> _EXERCISE_: State, as a bare number, how many lines below contain "SubcommandCheck".

[Collected data]
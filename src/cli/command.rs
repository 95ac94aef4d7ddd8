use crate::assembler::{
    self,
    diag::{Diag, Verbosity},
    Analysis, LabelKind, LabelTable,
};
use anyhow::Context;
use itertools::Itertools;
use std::path::{Path, PathBuf};
use structopt::StructOpt;

#[cfg(windows)]
pub fn terminal_init() {
    env_logger::init();
    ansi_term::enable_ansi_support().expect("could not enable terminal ANSI support");
}

#[cfg(not(windows))]
pub fn terminal_init() {
    env_logger::init();
}

#[derive(StructOpt, Debug)]
#[structopt(name = "tasm")]
pub enum CommandRoot {
    /// Run the assembler front end over a source file and report diagnostics
    Check(SubcommandCheck),
    /// Dump the token stream the lexer produces for a source file
    Tokens(SubcommandTokens),
    /// Dump the resolved label table for a source file
    Symbols(SubcommandSymbols),
}

#[derive(StructOpt, Debug)]
pub struct SubcommandCheck {
    #[structopt(name = "in.asm", parse(from_os_str))]
    in_src: PathBuf,

    /// How much to report: none, error, warning, or log
    #[structopt(short, long, default_value = "warning")]
    verbosity: Verbosity,
}

#[derive(StructOpt, Debug)]
pub struct SubcommandTokens {
    #[structopt(name = "in.asm", parse(from_os_str))]
    in_src: PathBuf,

    #[structopt(short, long, default_value = "error")]
    verbosity: Verbosity,
}

#[derive(StructOpt, Debug)]
pub struct SubcommandSymbols {
    #[structopt(name = "in.asm", parse(from_os_str))]
    in_src: PathBuf,

    /// Write the table here instead of to stdout
    #[structopt(name = "out.sym", parse(from_os_str))]
    out_sym: Option<PathBuf>,

    #[structopt(short, long, default_value = "warning")]
    verbosity: Verbosity,
}

pub fn root(cmd: CommandRoot) -> ! {
    let result = match cmd {
        CommandRoot::Check(scmd) => check(scmd),
        CommandRoot::Tokens(scmd) => tokens(scmd),
        CommandRoot::Symbols(scmd) => symbols(scmd),
    };

    match result {
        Ok(code) => std::process::exit(code),
        Err(err) => {
            eprintln!(
                "{}: {:#}",
                ansi_term::Color::Red.bold().paint("error"),
                err
            );
            std::process::exit(2);
        }
    }
}

fn load_source(path: &Path) -> anyhow::Result<String> {
    std::fs::read_to_string(path)
        .with_context(|| format!("could not read source file '{}'", path.display()))
}

/// Runs the front end over a file; `None` means the run failed and its
/// diagnostics have already been rendered to the console.
fn analyze_path(path: &Path, verbosity: Verbosity) -> anyhow::Result<Option<Analysis>> {
    let src = load_source(path)?;
    let diag = Diag::console(verbosity);
    match assembler::analyze(&src, &diag) {
        Ok(analysis) => Ok(Some(analysis)),
        Err(err) => {
            log::debug!("{}", err);
            Ok(None)
        }
    }
}

fn check(cmd: SubcommandCheck) -> anyhow::Result<i32> {
    Ok(match analyze_path(&cmd.in_src, cmd.verbosity)? {
        Some(_) => 0,
        None => 1,
    })
}

fn tokens(cmd: SubcommandTokens) -> anyhow::Result<i32> {
    let src = load_source(&cmd.in_src)?;
    let diag = Diag::console(cmd.verbosity);
    match assembler::lex(&src, &diag) {
        Err(_) => Ok(1),
        Ok(toks) => {
            for tok in &toks {
                println!("{}:{}: {}", tok.line, tok.column, tok);
            }
            Ok(0)
        }
    }
}

fn symbols(cmd: SubcommandSymbols) -> anyhow::Result<i32> {
    match analyze_path(&cmd.in_src, cmd.verbosity)? {
        None => Ok(1),
        Some(analysis) => {
            let dump = render_symbols(&analysis.labels);
            match cmd.out_sym {
                Some(path) => std::fs::write(&path, dump)
                    .with_context(|| format!("could not write symbol file '{}'", path.display()))?,
                None => print!("{}", dump),
            }
            Ok(0)
        }
    }
}

fn render_symbols(labels: &LabelTable) -> String {
    let mut out = String::new();
    for label in labels.iter().sorted_by_key(|l| (l.kind, l.offset)) {
        match label.kind {
            LabelKind::Program => out.push_str(&format!(
                "{:#06x} {} .{} (line {})\n",
                label.offset, label.kind, label.name, label.line
            )),
            LabelKind::Data => out.push_str(&format!(
                "{:#06x} {} .{} (line {}, {} bytes)\n",
                label.offset,
                label.kind,
                label.name,
                label.line,
                label.data.len()
            )),
        }
    }
    out
}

> _RESPONSE AREA_: 3